* _Your task_:
Gather up every line from the entries below that uses the word "other".

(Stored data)
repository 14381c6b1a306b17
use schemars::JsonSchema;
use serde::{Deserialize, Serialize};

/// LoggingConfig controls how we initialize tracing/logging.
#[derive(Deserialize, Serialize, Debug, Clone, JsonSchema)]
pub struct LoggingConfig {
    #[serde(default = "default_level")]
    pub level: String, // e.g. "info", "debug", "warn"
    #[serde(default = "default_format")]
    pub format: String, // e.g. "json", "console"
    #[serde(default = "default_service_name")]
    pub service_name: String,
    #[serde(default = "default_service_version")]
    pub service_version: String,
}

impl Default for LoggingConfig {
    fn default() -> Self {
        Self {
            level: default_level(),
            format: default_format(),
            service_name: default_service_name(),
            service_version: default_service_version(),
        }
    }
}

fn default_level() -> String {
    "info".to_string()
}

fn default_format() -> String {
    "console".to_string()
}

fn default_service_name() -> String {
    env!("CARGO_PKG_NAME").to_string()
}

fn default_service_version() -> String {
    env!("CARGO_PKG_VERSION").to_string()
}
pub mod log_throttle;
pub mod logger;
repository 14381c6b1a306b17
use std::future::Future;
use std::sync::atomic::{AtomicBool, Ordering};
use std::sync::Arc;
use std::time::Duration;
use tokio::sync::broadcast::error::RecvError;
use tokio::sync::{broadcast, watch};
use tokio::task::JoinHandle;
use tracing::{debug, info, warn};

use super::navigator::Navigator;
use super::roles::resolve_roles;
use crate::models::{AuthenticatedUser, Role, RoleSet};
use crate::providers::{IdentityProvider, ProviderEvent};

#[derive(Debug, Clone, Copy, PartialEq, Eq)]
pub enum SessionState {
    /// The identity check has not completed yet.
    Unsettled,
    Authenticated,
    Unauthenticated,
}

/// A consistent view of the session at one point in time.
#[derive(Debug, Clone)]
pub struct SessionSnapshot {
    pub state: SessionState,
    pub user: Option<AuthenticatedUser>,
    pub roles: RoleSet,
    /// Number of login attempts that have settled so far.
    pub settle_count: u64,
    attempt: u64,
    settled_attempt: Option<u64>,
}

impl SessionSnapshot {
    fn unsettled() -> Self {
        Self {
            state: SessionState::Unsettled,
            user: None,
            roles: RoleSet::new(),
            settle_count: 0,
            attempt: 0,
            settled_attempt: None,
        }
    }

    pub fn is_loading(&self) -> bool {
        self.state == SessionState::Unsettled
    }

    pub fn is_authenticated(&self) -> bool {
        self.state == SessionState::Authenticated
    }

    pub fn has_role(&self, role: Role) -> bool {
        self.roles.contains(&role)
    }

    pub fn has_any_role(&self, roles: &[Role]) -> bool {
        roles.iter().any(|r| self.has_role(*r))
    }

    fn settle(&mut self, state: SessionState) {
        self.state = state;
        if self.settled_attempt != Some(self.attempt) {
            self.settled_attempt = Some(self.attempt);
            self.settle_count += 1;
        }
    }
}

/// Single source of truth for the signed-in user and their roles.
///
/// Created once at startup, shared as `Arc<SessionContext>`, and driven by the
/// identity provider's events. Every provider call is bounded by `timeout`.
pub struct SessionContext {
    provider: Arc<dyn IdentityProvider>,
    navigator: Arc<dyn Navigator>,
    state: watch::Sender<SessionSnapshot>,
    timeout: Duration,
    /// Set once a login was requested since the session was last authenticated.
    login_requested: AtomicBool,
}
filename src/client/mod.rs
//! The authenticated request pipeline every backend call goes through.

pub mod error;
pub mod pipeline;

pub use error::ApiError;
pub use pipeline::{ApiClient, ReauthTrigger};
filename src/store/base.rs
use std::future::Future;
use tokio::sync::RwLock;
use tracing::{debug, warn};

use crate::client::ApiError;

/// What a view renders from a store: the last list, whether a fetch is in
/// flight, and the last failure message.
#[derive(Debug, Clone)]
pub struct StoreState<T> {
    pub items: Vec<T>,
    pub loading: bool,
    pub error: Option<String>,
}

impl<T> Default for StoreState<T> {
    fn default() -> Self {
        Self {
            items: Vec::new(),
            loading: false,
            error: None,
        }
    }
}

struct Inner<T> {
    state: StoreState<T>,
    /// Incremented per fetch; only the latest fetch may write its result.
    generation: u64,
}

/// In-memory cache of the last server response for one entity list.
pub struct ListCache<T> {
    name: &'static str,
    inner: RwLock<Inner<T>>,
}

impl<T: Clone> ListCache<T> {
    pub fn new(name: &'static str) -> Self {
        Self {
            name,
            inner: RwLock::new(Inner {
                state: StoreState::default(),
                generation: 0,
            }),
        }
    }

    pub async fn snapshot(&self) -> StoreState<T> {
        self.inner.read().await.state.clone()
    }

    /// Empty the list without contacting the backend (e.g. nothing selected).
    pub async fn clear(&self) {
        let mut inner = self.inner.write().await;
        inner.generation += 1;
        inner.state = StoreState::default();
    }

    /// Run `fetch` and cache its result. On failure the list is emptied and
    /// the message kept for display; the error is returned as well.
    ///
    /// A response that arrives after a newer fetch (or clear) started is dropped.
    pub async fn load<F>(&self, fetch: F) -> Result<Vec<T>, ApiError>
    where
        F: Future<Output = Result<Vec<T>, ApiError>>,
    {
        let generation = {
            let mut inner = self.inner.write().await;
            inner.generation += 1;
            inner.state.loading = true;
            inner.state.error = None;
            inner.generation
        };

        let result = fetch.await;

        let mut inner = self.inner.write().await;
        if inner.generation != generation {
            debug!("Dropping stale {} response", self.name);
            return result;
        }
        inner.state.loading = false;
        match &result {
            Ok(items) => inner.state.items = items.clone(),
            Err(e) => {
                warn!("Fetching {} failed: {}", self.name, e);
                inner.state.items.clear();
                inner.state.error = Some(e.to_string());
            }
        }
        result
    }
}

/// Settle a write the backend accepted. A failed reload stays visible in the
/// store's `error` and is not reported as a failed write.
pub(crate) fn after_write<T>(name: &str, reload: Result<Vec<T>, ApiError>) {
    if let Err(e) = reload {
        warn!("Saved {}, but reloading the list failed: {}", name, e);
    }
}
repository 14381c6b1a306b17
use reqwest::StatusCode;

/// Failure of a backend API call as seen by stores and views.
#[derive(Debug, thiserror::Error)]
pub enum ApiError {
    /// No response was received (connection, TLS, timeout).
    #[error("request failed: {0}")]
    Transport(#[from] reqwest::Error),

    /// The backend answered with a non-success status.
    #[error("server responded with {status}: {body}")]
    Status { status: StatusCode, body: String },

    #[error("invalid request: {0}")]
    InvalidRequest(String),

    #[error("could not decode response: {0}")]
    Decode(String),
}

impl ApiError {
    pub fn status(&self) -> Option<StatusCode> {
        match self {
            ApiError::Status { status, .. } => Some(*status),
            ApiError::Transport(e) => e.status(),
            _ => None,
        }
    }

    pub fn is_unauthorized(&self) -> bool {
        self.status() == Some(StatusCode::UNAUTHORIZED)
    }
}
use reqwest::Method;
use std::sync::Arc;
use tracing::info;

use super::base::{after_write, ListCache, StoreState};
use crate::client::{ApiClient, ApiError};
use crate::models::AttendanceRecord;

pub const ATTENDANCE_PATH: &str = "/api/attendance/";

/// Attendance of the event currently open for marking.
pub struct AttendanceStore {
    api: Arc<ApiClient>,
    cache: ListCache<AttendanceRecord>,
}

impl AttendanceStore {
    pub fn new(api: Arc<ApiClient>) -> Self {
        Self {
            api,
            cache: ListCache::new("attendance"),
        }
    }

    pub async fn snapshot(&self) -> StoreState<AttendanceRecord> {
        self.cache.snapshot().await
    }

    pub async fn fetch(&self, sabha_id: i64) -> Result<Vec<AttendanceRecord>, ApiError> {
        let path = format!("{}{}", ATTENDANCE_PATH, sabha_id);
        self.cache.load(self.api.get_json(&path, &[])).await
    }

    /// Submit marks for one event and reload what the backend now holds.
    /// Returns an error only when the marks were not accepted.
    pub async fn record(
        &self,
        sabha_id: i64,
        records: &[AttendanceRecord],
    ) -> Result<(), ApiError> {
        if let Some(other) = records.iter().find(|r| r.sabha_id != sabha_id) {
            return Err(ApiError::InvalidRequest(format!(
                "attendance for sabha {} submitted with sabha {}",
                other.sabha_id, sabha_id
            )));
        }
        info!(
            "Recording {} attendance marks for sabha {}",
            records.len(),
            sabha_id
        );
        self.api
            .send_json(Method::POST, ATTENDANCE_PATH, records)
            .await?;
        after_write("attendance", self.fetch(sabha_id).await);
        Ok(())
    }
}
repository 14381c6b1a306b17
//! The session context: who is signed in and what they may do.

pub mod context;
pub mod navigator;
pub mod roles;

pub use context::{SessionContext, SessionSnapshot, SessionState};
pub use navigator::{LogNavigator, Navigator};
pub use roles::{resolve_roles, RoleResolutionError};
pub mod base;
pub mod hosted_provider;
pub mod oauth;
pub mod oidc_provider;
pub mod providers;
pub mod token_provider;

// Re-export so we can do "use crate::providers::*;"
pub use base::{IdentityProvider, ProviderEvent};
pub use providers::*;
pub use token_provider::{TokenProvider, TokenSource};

* _Answer space_:
        if let Some(other) = records.iter().find(|r| r.sabha_id != sabha_id) {
                other.sabha_id, sabha_id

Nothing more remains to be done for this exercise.